Robeson gained prominence first as an athlete, pulling in 15 varsity letters in four sports while attending Rutgers University on an athletic and academic scholarship. By the time he was 25, he had passed the New York state bar and had become a major Broadway presence. By the time he was in his forties, he had become a worldwide superstar, behind international musical tours and a functionally-emeritus portrayal of the title character in Othello.
Robeson’s support of Joseph Stalin was problematic. A proud Stalin-backer, he was destroyed by a system that chewed him up and spit him out once he went from American dream to socialist inconvenience.

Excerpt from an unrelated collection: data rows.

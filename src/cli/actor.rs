//! todoshare actor command implementation
//!
//! Provides acting user helpers (set/show).

use std::path::PathBuf;

use crate::actor;
use crate::app::App;
use crate::cli::GlobalOptions;
use crate::error::Result;
use crate::output::{emit_success, HumanOutput};

/// Options for `todoshare actor set`
pub struct SetOptions {
    pub target: String,
    pub global: GlobalOptions,
}

#[derive(serde::Serialize)]
struct ActorSetReport {
    id: u64,
    email: String,
    path: PathBuf,
}

#[derive(serde::Serialize)]
struct ActorShowReport {
    id: u64,
    email: String,
    name: String,
}

pub fn run_set(options: SetOptions) -> Result<()> {
    let app = App::open(options.global.data_dir.clone())?;
    let ctx = app.context();

    // Only existing users can act.
    let user = app.users().lookup(&ctx, &options.target)?;
    actor::persist_actor(app.storage(), &user.email)?;
    let actor_path = app.storage().actor_file();

    let report = ActorSetReport {
        id: user.id,
        email: user.email.clone(),
        path: actor_path.clone(),
    };

    let mut human = HumanOutput::new(format!("todoshare actor set: {}", user.email));
    human.push_summary("actor", user.email);
    human.push_summary("path", actor_path.display().to_string());
    human.push_next_step("todoshare board");

    emit_success(options.global.output(), "actor set", &report, Some(&human))
}

pub fn run_show(global: GlobalOptions) -> Result<()> {
    let app = App::open(global.data_dir.clone())?;
    let ctx = app.context();
    let user = app.acting_user(&ctx, global.user.as_deref())?;

    let mut human = HumanOutput::new(format!("todoshare actor: {}", user.email));
    human.push_summary("id", user.id.to_string());
    human.push_summary("name", user.name.clone());

    let report = ActorShowReport {
        id: user.id,
        email: user.email,
        name: user.name,
    };
    emit_success(global.output(), "actor show", &report, Some(&human))
}
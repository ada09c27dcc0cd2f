//! todoshare - multi-tenant todo tracking with shareable categories
//!
//! Every todo belongs to exactly one category, and categories are the unit of sharing: an
//! owner grants other users `read` or `write` access, and every operation on a todo is
//! checked against the caller's effective permission on its category.
//!
//! # Core Concepts
//!
//! - **Categories**: user-owned, uniquely named per owner
//! - **Shares**: at most one grant per (category, user), never to the owner
//! - **Permission levels**: `none < read < write < owner`, resolved fresh on every call
//! - **Todos**: owned by their category's owner, soft-deleted, movable between categories
//! - **Grouped view**: accessible categories with their live todos, in name order
//!
//! # Module Organization
//!
//! - `permission`: permission resolution
//! - `sharing`: grant lifecycle
//! - `tasks`: todo lifecycle and paginated listing
//! - `category`: explicit category management
//! - `users`: user directory operations
//! - `grouped`: flat rows to nested category view
//! - `store`: persistence traits plus the memory and file stores
//! - `context`: deadlines and cancellation
//! - `config`: configuration from `config.toml`
//! - `storage`, `lock`: data directory layout, file locking, atomic writes
//! - `cli`, `output`, `actor`, `app`: the command-line front end

pub mod actor;
pub mod app;
pub mod category;
pub mod cli;
pub mod config;
pub mod context;
pub mod error;
pub mod grouped;
pub mod lock;
pub mod model;
pub mod output;
pub mod permission;
pub mod sharing;
pub mod storage;
pub mod store;
pub mod tasks;
pub mod users;

pub use error::{Error, ErrorKind, Result};
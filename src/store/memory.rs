//! Process-local store guarded by a mutex.

use std::sync::{Mutex, MutexGuard};

use crate::context::OpContext;
use crate::error::Result;

use super::{impl_backend_via_database, Database};

/// Keeps everything in memory. Each call holds the mutex for its whole closure, so
/// uniqueness checks and inserts are atomic with respect to other callers.
#[derive(Debug, Default)]
pub struct MemoryStore {
    state: Mutex<Database>,
}

impl MemoryStore {
    pub fn new() -> Self {
        Self::default()
    }

    pub fn from_database(db: Database) -> Self {
        Self {
            state: Mutex::new(db),
        }
    }

    /// Copy of the current records.
    pub fn snapshot(&self) -> Database {
        self.lock().clone()
    }

    fn lock(&self) -> MutexGuard<'_, Database> {
        // Database methods validate before mutating, so poisoned state is still consistent.
        self.state
            .lock()
            .unwrap_or_else(|poisoned| poisoned.into_inner())
    }

    fn read<T>(
        &self,
        ctx: &OpContext,
        operation: &'static str,
        f: impl FnOnce(&Database) -> Result<T>,
    ) -> Result<T> {
        ctx.check(operation)?;
        let db = self.lock();
        f(&db)
    }

    fn write<T>(
        &self,
        ctx: &OpContext,
        operation: &'static str,
        f: impl FnOnce(&mut Database) -> Result<T>,
    ) -> Result<T> {
        ctx.check(operation)?;
        let mut db = self.lock();
        ctx.check(operation)?;
        f(&mut db)
    }
}

impl_backend_via_database!(MemoryStore);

In truth, he was the first modern American Black international icon from outside the world of boxing—à la Joe Louis—or war heroism—à la Henry Johnson. And on top of it all: He was an unabashed, unashamed, hyper-intelligent liberal, who assumed an active role in the Civil Rights struggle, and whose career suffered massively and unjustly as he brought massive attention to his causes.
Robeson would not fit the mold of most of today’s socially-conscious superstars. There’s a hint of public-relations coddling in virtually every celebrity’s anti-conservative statements, designed so as not to drum up a boycott or kill album sales. There’s not only a lack of bravery about it, but a lack of bravura—there’s little to no arm-twisting or name calling or necessary bile. In 1945, when given an audience with President Truman, Robeson grilled him on his lack of support for anti-lynching legislation, and pissed the leader of the free world off so bad that he immediately ended the meeting.

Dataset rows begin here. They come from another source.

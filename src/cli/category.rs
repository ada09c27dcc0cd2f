//! todoshare category command implementations.

use crate::app::App;
use crate::cli::task::push_page;
use crate::cli::GlobalOptions;
use crate::error::Result;
use crate::model::{Category, CategoryId, PermissionLevel};
use crate::output::{emit_success, HumanOutput};

pub struct NewOptions {
    pub name: String,
    pub global: GlobalOptions,
}

pub struct ShowOptions {
    pub id: CategoryId,
    pub global: GlobalOptions,
}

pub struct RenameOptions {
    pub id: CategoryId,
    pub name: String,
    pub global: GlobalOptions,
}

pub struct RmOptions {
    pub id: CategoryId,
    pub global: GlobalOptions,
}

pub struct TasksOptions {
    pub id: CategoryId,
    pub page: i64,
    pub page_size: i64,
    pub global: GlobalOptions,
}

pub struct PermOptions {
    pub id: CategoryId,
    pub global: GlobalOptions,
}

#[derive(serde::Serialize)]
struct CategoryRmReport {
    id: CategoryId,
    deleted: bool,
}

#[derive(serde::Serialize)]
struct PermissionReport {
    category_id: CategoryId,
    permission: PermissionLevel,
}

fn category_line(category: &Category) -> String {
    format!("#{} {}", category.id, category.name)
}

pub fn run_new(options: NewOptions) -> Result<()> {
    let app = App::open(options.global.data_dir.clone())?;
    let ctx = app.context();
    let me = app.acting_user(&ctx, options.global.user.as_deref())?;
    let category = app.categories().create(&ctx, me.id, &options.name)?;

    let mut human = HumanOutput::new(format!(
        "todoshare category new: {}",
        category_line(&category)
    ));
    human.push_next_step(format!(
        "todoshare share add {} <email> --permission write",
        category.id
    ));

    emit_success(options.global.output(), "category new", &category, Some(&human))
}

pub fn run_list(global: GlobalOptions) -> Result<()> {
    let app = App::open(global.data_dir.clone())?;
    let ctx = app.context();
    let me = app.acting_user(&ctx, global.user.as_deref())?;
    let accessible = app.sharing().list_accessible(&ctx, me.id)?;

    let mut human = HumanOutput::new("Categories");
    human.push_summary("Owned", accessible.owned.len().to_string());
    human.push_summary("Shared with you", accessible.shared.len().to_string());
    for category in &accessible.owned {
        human.push_detail(format!("{} (owner)", category_line(category)));
    }
    for shared in &accessible.shared {
        human.push_detail(format!(
            "{} ({} from {} <{}>)",
            category_line(&shared.category),
            shared.permission,
            shared.owner_name,
            shared.owner_email
        ));
    }

    emit_success(global.output(), "category list", &accessible, Some(&human))
}

pub fn run_show(options: ShowOptions) -> Result<()> {
    let app = App::open(options.global.data_dir.clone())?;
    let ctx = app.context();
    let me = app.acting_user(&ctx, options.global.user.as_deref())?;
    let category = app.categories().get(&ctx, me.id, options.id)?;
    let level = app.categories().permission(&ctx, me.id, options.id)?;

    let mut human = HumanOutput::new(category_line(&category));
    human.push_summary("owner", category.owner_id.to_string());
    human.push_summary("permission", level.to_string());

    emit_success(options.global.output(), "category show", &category, Some(&human))
}

pub fn run_rename(options: RenameOptions) -> Result<()> {
    let app = App::open(options.global.data_dir.clone())?;
    let ctx = app.context();
    let me = app.acting_user(&ctx, options.global.user.as_deref())?;
    let category = app
        .categories()
        .rename(&ctx, me.id, options.id, &options.name)?;

    let human = HumanOutput::new(format!(
        "todoshare category rename: {}",
        category_line(&category)
    ));
    emit_success(options.global.output(), "category rename", &category, Some(&human))
}

pub fn run_rm(options: RmOptions) -> Result<()> {
    let app = App::open(options.global.data_dir.clone())?;
    let ctx = app.context();
    let me = app.acting_user(&ctx, options.global.user.as_deref())?;
    app.categories().delete(&ctx, me.id, options.id)?;

    let mut human = HumanOutput::new(format!(
        "todoshare category rm: deleted #{}",
        options.id
    ));
    human.push_warning("its todos and shares were removed as well");
    let report = CategoryRmReport {
        id: options.id,
        deleted: true,
    };
    emit_success(options.global.output(), "category rm", &report, Some(&human))
}

pub fn run_tasks(options: TasksOptions) -> Result<()> {
    let app = App::open(options.global.data_dir.clone())?;
    let ctx = app.context();
    let me = app.acting_user(&ctx, options.global.user.as_deref())?;
    let page = app.categories().list_tasks(
        &ctx,
        me.id,
        options.id,
        options.page,
        options.page_size,
    )?;

    let mut human = HumanOutput::new(format!("Todos in category #{}", options.id));
    push_page(&mut human, &page);

    emit_success(options.global.output(), "category tasks", &page, Some(&human))
}

pub fn run_perm(options: PermOptions) -> Result<()> {
    let app = App::open(options.global.data_dir.clone())?;
    let ctx = app.context();
    let me = app.acting_user(&ctx, options.global.user.as_deref())?;
    let permission = app.categories().permission(&ctx, me.id, options.id)?;

    let human = HumanOutput::new(format!(
        "todoshare category perm: {permission} on #{}",
        options.id
    ));
    let report = PermissionReport {
        category_id: options.id,
        permission,
    };
    emit_success(options.global.output(), "category perm", &report, Some(&human))
}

It is important to bear in mind that Robeson’s frank and powerful participation in the Civil Rights movement predated the mainstream movement that we learn about in grade school. The notion of anti-lynching laws and federally compelled integration seemed like pipe dreams then, in a world that had spent the past 30 years embroiled in a pair of conflicts that threatened to end all things.
Robeson was a founder of the American Crusade Against Lynching, and traveled to the deep South to spread his message. His civil rights commitment led, in part, to a riot at an open air concert that he—the most famous African-American man of his time—gave in Peekskill, New York, in 1949. Robeson had everything and sacrificed virtually all of it to back the causes he believed in. If he had just packed up his convictions and laid them bare 10 years later, he might have left this world as an American colossus, unmatched and unmatchable.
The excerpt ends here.